◆ **Your objective**
Here are some records. Copy each one exactly.

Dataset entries
+-------+
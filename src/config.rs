//! Application configuration: `config.json` plus environment overrides

use serde::{Deserialize, Serialize};
use std::path::{Path, PathBuf};

use crate::auth::ClientIdentity;
use crate::error::{LifelogError, Result};

/// Default configuration file, relative to the working directory
pub const DEFAULT_CONFIG_FILE: &str = "config.json";

/// Application configuration.
///
/// Loaded from a JSON file with per-section defaults, so a partial file only
/// overrides what it names. Credentials can also come from the environment
/// (`MS_CLIENT_ID`, `MS_CLIENT_SECRET`, `MS_REDIRECT_URI`), which wins over
/// the file.
#[derive(Debug, Clone, Default, Serialize, Deserialize)]
#[serde(default)]
pub struct Config {
    /// Microsoft application registration
    pub microsoft: MicrosoftSettings,
    /// OneNote targets
    pub onenote: OneNoteSettings,
    /// OneDrive targets
    pub onedrive: OneDriveSettings,
}

/// Microsoft application registration and requested scopes
#[derive(Debug, Clone, Serialize, Deserialize)]
#[serde(default)]
pub struct MicrosoftSettings {
    /// Application (client) id
    pub client_id: String,
    /// Client secret
    pub client_secret: String,
    /// Redirect URI registered for the application
    pub redirect_uri: String,
    /// Scopes to request
    pub scopes: Vec<String>,
}

impl Default for MicrosoftSettings {
    fn default() -> Self {
        Self {
            client_id: String::new(),
            client_secret: String::new(),
            redirect_uri: "http://localhost:8000/callback".to_string(),
            // offline_access is what makes the provider hand out a refresh
            // token at all.
            scopes: vec![
                "offline_access".to_string(),
                "Notes.Create".to_string(),
                "Notes.Read".to_string(),
                "Files.ReadWrite".to_string(),
            ],
        }
    }
}

/// Default OneNote targets for `note create`
#[derive(Debug, Clone, Default, Serialize, Deserialize)]
#[serde(default)]
pub struct OneNoteSettings {
    /// Notebook used when none is given (first notebook when unset)
    pub default_notebook_id: Option<String>,
    /// Section used when none is given (first section when unset)
    pub default_section_id: Option<String>,
}

/// Default OneDrive targets for `upload`
#[derive(Debug, Clone, Serialize, Deserialize)]
#[serde(default)]
pub struct OneDriveSettings {
    /// Folder uploads land in when none is given
    pub default_folder: String,
}

impl Default for OneDriveSettings {
    fn default() -> Self {
        Self {
            default_folder: "/LifeLog".to_string(),
        }
    }
}

impl Config {
    /// Load configuration from `path` (default `config.json`), then apply
    /// environment overrides.
    ///
    /// A missing file yields the defaults; an unreadable or unparsable file is
    /// logged and also yields the defaults. Configuration trouble surfaces
    /// later, through [`validate`](Self::validate).
    #[must_use]
    pub fn load(path: Option<&Path>) -> Self {
        let path = path
            .map(Path::to_path_buf)
            .unwrap_or_else(|| PathBuf::from(DEFAULT_CONFIG_FILE));

        let mut config = match std::fs::read_to_string(&path) {
            Ok(content) => match serde_json::from_str(&content) {
                Ok(config) => config,
                Err(e) => {
                    tracing::warn!("could not parse {}: {e}", path.display());
                    Self::default()
                }
            },
            Err(e) if e.kind() == std::io::ErrorKind::NotFound => Self::default(),
            Err(e) => {
                tracing::warn!("could not read {}: {e}", path.display());
                Self::default()
            }
        };

        config.apply_env_overrides();
        config
    }

    fn apply_env_overrides(&mut self) {
        if let Ok(value) = std::env::var("MS_CLIENT_ID") {
            if !value.is_empty() {
                self.microsoft.client_id = value;
            }
        }
        if let Ok(value) = std::env::var("MS_CLIENT_SECRET") {
            if !value.is_empty() {
                self.microsoft.client_secret = value;
            }
        }
        if let Ok(value) = std::env::var("MS_REDIRECT_URI") {
            if !value.is_empty() {
                self.microsoft.redirect_uri = value;
            }
        }
    }

    /// Write the configuration as pretty JSON (used by `config init`).
    ///
    /// # Errors
    ///
    /// Returns an error if the file cannot be written.
    pub fn save(&self, path: Option<&Path>) -> Result<()> {
        let path = path
            .map(Path::to_path_buf)
            .unwrap_or_else(|| PathBuf::from(DEFAULT_CONFIG_FILE));

        if let Some(parent) = path.parent() {
            if !parent.as_os_str().is_empty() {
                std::fs::create_dir_all(parent)?;
            }
        }
        std::fs::write(&path, serde_json::to_string_pretty(self)?)?;
        Ok(())
    }

    /// Check that the credentials required before any network activity are set.
    ///
    /// # Errors
    ///
    /// Returns a configuration error naming the first missing field.
    pub fn validate(&self) -> Result<()> {
        if self.microsoft.client_id.is_empty() {
            return Err(LifelogError::config("microsoft.client_id is not set"));
        }
        if self.microsoft.client_secret.is_empty() {
            return Err(LifelogError::config("microsoft.client_secret is not set"));
        }
        Ok(())
    }

    /// The client identity handed to the authenticator
    #[must_use]
    pub fn client_identity(&self) -> ClientIdentity {
        ClientIdentity {
            client_id: self.microsoft.client_id.clone(),
            client_secret: self.microsoft.client_secret.clone(),
            redirect_uri: self.microsoft.redirect_uri.clone(),
            scopes: self.microsoft.scopes.clone(),
        }
    }
}

#[cfg(test)]
mod tests {
    use super::*;
    use tempfile::TempDir;

    #[test]
    fn test_defaults() {
        let config = Config::default();

        assert!(config.microsoft.client_id.is_empty());
        assert_eq!(config.microsoft.redirect_uri, "http://localhost:8000/callback");
        assert!(config.microsoft.scopes.contains(&"offline_access".to_string()));
        assert_eq!(config.onedrive.default_folder, "/LifeLog");
        assert!(config.onenote.default_notebook_id.is_none());
    }

    #[test]
    fn test_missing_file_yields_defaults() {
        let temp_dir = TempDir::new().unwrap();
        let config = Config::load(Some(&temp_dir.path().join("nope.json")));

        assert!(config.microsoft.client_id.is_empty());
    }

    #[test]
    fn test_partial_file_keeps_section_defaults() {
        let temp_dir = TempDir::new().unwrap();
        let path = temp_dir.path().join("config.json");
        std::fs::write(
            &path,
            r#"{"microsoft": {"client_id": "abc", "client_secret": "xyz"}}"#,
        )
        .unwrap();

        let config = Config::load(Some(&path));

        assert_eq!(config.microsoft.client_id, "abc");
        // Untouched fields keep their defaults
        assert_eq!(config.microsoft.redirect_uri, "http://localhost:8000/callback");
        assert_eq!(config.onedrive.default_folder, "/LifeLog");
    }

    #[test]
    fn test_corrupt_file_yields_defaults() {
        let temp_dir = TempDir::new().unwrap();
        let path = temp_dir.path().join("config.json");
        std::fs::write(&path, "{oops").unwrap();

        let config = Config::load(Some(&path));
        assert!(config.microsoft.client_id.is_empty());
    }

    #[test]
    fn test_validate_reports_missing_credentials() {
        let mut config = Config::default();
        assert!(config.validate().is_err());

        config.microsoft.client_id = "abc".to_string();
        assert!(config.validate().is_err());

        config.microsoft.client_secret = "xyz".to_string();
        assert!(config.validate().is_ok());
    }

    #[test]
    fn test_save_round_trip() {
        let temp_dir = TempDir::new().unwrap();
        let path = temp_dir.path().join("config.json");

        let mut config = Config::default();
        config.microsoft.client_id = "abc".to_string();
        config.save(Some(&path)).unwrap();

        let loaded = Config::load(Some(&path));
        assert_eq!(loaded.microsoft.client_id, "abc");
    }

    #[test]
    fn test_client_identity_conversion() {
        let mut config = Config::default();
        config.microsoft.client_id = "abc".to_string();
        config.microsoft.client_secret = "xyz".to_string();

        let identity = config.client_identity();
        assert_eq!(identity.client_id, "abc");
        assert_eq!(identity.client_secret, "xyz");
        assert_eq!(identity.redirect_uri, config.microsoft.redirect_uri);
        assert_eq!(identity.scopes, config.microsoft.scopes);
    }
}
+-------+
◆ **Answer to this problem**
filename src/config.rs
//! Application configuration: `config.json` plus environment overrides

use serde::{Deserialize, Serialize};
use std::path::{Path, PathBuf};

use crate::auth::ClientIdentity;
use crate::error::{LifelogError, Result};

/// Default configuration file, relative to the working directory
pub const DEFAULT_CONFIG_FILE: &str = "config.json";

/// Application configuration.
///
/// Loaded from a JSON file with per-section defaults, so a partial file only
/// overrides what it names. Credentials can also come from the environment
/// (`MS_CLIENT_ID`, `MS_CLIENT_SECRET`, `MS_REDIRECT_URI`), which wins over
/// the file.
#[derive(Debug, Clone, Default, Serialize, Deserialize)]
#[serde(default)]
pub struct Config {
    /// Microsoft application registration
    pub microsoft: MicrosoftSettings,
    /// OneNote targets
    pub onenote: OneNoteSettings,
    /// OneDrive targets
    pub onedrive: OneDriveSettings,
}

/// Microsoft application registration and requested scopes
#[derive(Debug, Clone, Serialize, Deserialize)]
#[serde(default)]
pub struct MicrosoftSettings {
    /// Application (client) id
    pub client_id: String,
    /// Client secret
    pub client_secret: String,
    /// Redirect URI registered for the application
    pub redirect_uri: String,
    /// Scopes to request
    pub scopes: Vec<String>,
}

impl Default for MicrosoftSettings {
    fn default() -> Self {
        Self {
            client_id: String::new(),
            client_secret: String::new(),
            redirect_uri: "http://localhost:8000/callback".to_string(),
            // offline_access is what makes the provider hand out a refresh
            // token at all.
            scopes: vec![
                "offline_access".to_string(),
                "Notes.Create".to_string(),
                "Notes.Read".to_string(),
                "Files.ReadWrite".to_string(),
            ],
        }
    }
}

/// Default OneNote targets for `note create`
#[derive(Debug, Clone, Default, Serialize, Deserialize)]
#[serde(default)]
pub struct OneNoteSettings {
    /// Notebook used when none is given (first notebook when unset)
    pub default_notebook_id: Option<String>,
    /// Section used when none is given (first section when unset)
    pub default_section_id: Option<String>,
}

/// Default OneDrive targets for `upload`
#[derive(Debug, Clone, Serialize, Deserialize)]
#[serde(default)]
pub struct OneDriveSettings {
    /// Folder uploads land in when none is given
    pub default_folder: String,
}

impl Default for OneDriveSettings {
    fn default() -> Self {
        Self {
            default_folder: "/LifeLog".to_string(),
        }
    }
}

impl Config {
    /// Load configuration from `path` (default `config.json`), then apply
    /// environment overrides.
    ///
    /// A missing file yields the defaults; an unreadable or unparsable file is
    /// logged and also yields the defaults. Configuration trouble surfaces
    /// later, through [`validate`](Self::validate).
    #[must_use]
    pub fn load(path: Option<&Path>) -> Self {
        let path = path
            .map(Path::to_path_buf)
            .unwrap_or_else(|| PathBuf::from(DEFAULT_CONFIG_FILE));

        let mut config = match std::fs::read_to_string(&path) {
            Ok(content) => match serde_json::from_str(&content) {
                Ok(config) => config,
                Err(e) => {
                    tracing::warn!("could not parse {}: {e}", path.display());
                    Self::default()
                }
            },
            Err(e) if e.kind() == std::io::ErrorKind::NotFound => Self::default(),
            Err(e) => {
                tracing::warn!("could not read {}: {e}", path.display());
                Self::default()
            }
        };

        config.apply_env_overrides();
        config
    }

    fn apply_env_overrides(&mut self) {
        if let Ok(value) = std::env::var("MS_CLIENT_ID") {
            if !value.is_empty() {
                self.microsoft.client_id = value;
            }
        }
        if let Ok(value) = std::env::var("MS_CLIENT_SECRET") {
            if !value.is_empty() {
                self.microsoft.client_secret = value;
            }
        }
        if let Ok(value) = std::env::var("MS_REDIRECT_URI") {
            if !value.is_empty() {
                self.microsoft.redirect_uri = value;
            }
        }
    }

    /// Write the configuration as pretty JSON (used by `config init`).
    ///
    /// # Errors
    ///
    /// Returns an error if the file cannot be written.
    pub fn save(&self, path: Option<&Path>) -> Result<()> {
        let path = path
            .map(Path::to_path_buf)
            .unwrap_or_else(|| PathBuf::from(DEFAULT_CONFIG_FILE));

        if let Some(parent) = path.parent() {
            if !parent.as_os_str().is_empty() {
                std::fs::create_dir_all(parent)?;
            }
        }
        std::fs::write(&path, serde_json::to_string_pretty(self)?)?;
        Ok(())
    }

    /// Check that the credentials required before any network activity are set.
    ///
    /// # Errors
    ///
    /// Returns a configuration error naming the first missing field.
    pub fn validate(&self) -> Result<()> {
        if self.microsoft.client_id.is_empty() {
            return Err(LifelogError::config("microsoft.client_id is not set"));
        }
        if self.microsoft.client_secret.is_empty() {
            return Err(LifelogError::config("microsoft.client_secret is not set"));
        }
        Ok(())
    }

    /// The client identity handed to the authenticator
    #[must_use]
    pub fn client_identity(&self) -> ClientIdentity {
        ClientIdentity {
            client_id: self.microsoft.client_id.clone(),
            client_secret: self.microsoft.client_secret.clone(),
            redirect_uri: self.microsoft.redirect_uri.clone(),
            scopes: self.microsoft.scopes.clone(),
        }
    }
}

#[cfg(test)]
mod tests {
    use super::*;
    use tempfile::TempDir;

    #[test]
    fn test_defaults() {
        let config = Config::default();

        assert!(config.microsoft.client_id.is_empty());
        assert_eq!(config.microsoft.redirect_uri, "http://localhost:8000/callback");
        assert!(config.microsoft.scopes.contains(&"offline_access".to_string()));
        assert_eq!(config.onedrive.default_folder, "/LifeLog");
        assert!(config.onenote.default_notebook_id.is_none());
    }

    #[test]
    fn test_missing_file_yields_defaults() {
        let temp_dir = TempDir::new().unwrap();
        let config = Config::load(Some(&temp_dir.path().join("nope.json")));

        assert!(config.microsoft.client_id.is_empty());
    }

    #[test]
    fn test_partial_file_keeps_section_defaults() {
        let temp_dir = TempDir::new().unwrap();
        let path = temp_dir.path().join("config.json");
        std::fs::write(
            &path,
            r#"{"microsoft": {"client_id": "abc", "client_secret": "xyz"}}"#,
        )
        .unwrap();

        let config = Config::load(Some(&path));

        assert_eq!(config.microsoft.client_id, "abc");
        // Untouched fields keep their defaults
        assert_eq!(config.microsoft.redirect_uri, "http://localhost:8000/callback");
        assert_eq!(config.onedrive.default_folder, "/LifeLog");
    }

    #[test]
    fn test_corrupt_file_yields_defaults() {
        let temp_dir = TempDir::new().unwrap();
        let path = temp_dir.path().join("config.json");
        std::fs::write(&path, "{oops").unwrap();

        let config = Config::load(Some(&path));
        assert!(config.microsoft.client_id.is_empty());
    }

    #[test]
    fn test_validate_reports_missing_credentials() {
        let mut config = Config::default();
        assert!(config.validate().is_err());

        config.microsoft.client_id = "abc".to_string();
        assert!(config.validate().is_err());

        config.microsoft.client_secret = "xyz".to_string();
        assert!(config.validate().is_ok());
    }

    #[test]
    fn test_save_round_trip() {
        let temp_dir = TempDir::new().unwrap();
        let path = temp_dir.path().join("config.json");

        let mut config = Config::default();
        config.microsoft.client_id = "abc".to_string();
        config.save(Some(&path)).unwrap();

        let loaded = Config::load(Some(&path));
        assert_eq!(loaded.microsoft.client_id, "abc");
    }

    #[test]
    fn test_client_identity_conversion() {
        let mut config = Config::default();
        config.microsoft.client_id = "abc".to_string();
        config.microsoft.client_secret = "xyz".to_string();

        let identity = config.client_identity();
        assert_eq!(identity.client_id, "abc");
        assert_eq!(identity.client_secret, "xyz");
        assert_eq!(identity.redirect_uri, config.microsoft.redirect_uri);
        assert_eq!(identity.scopes, config.microsoft.scopes);
    }
}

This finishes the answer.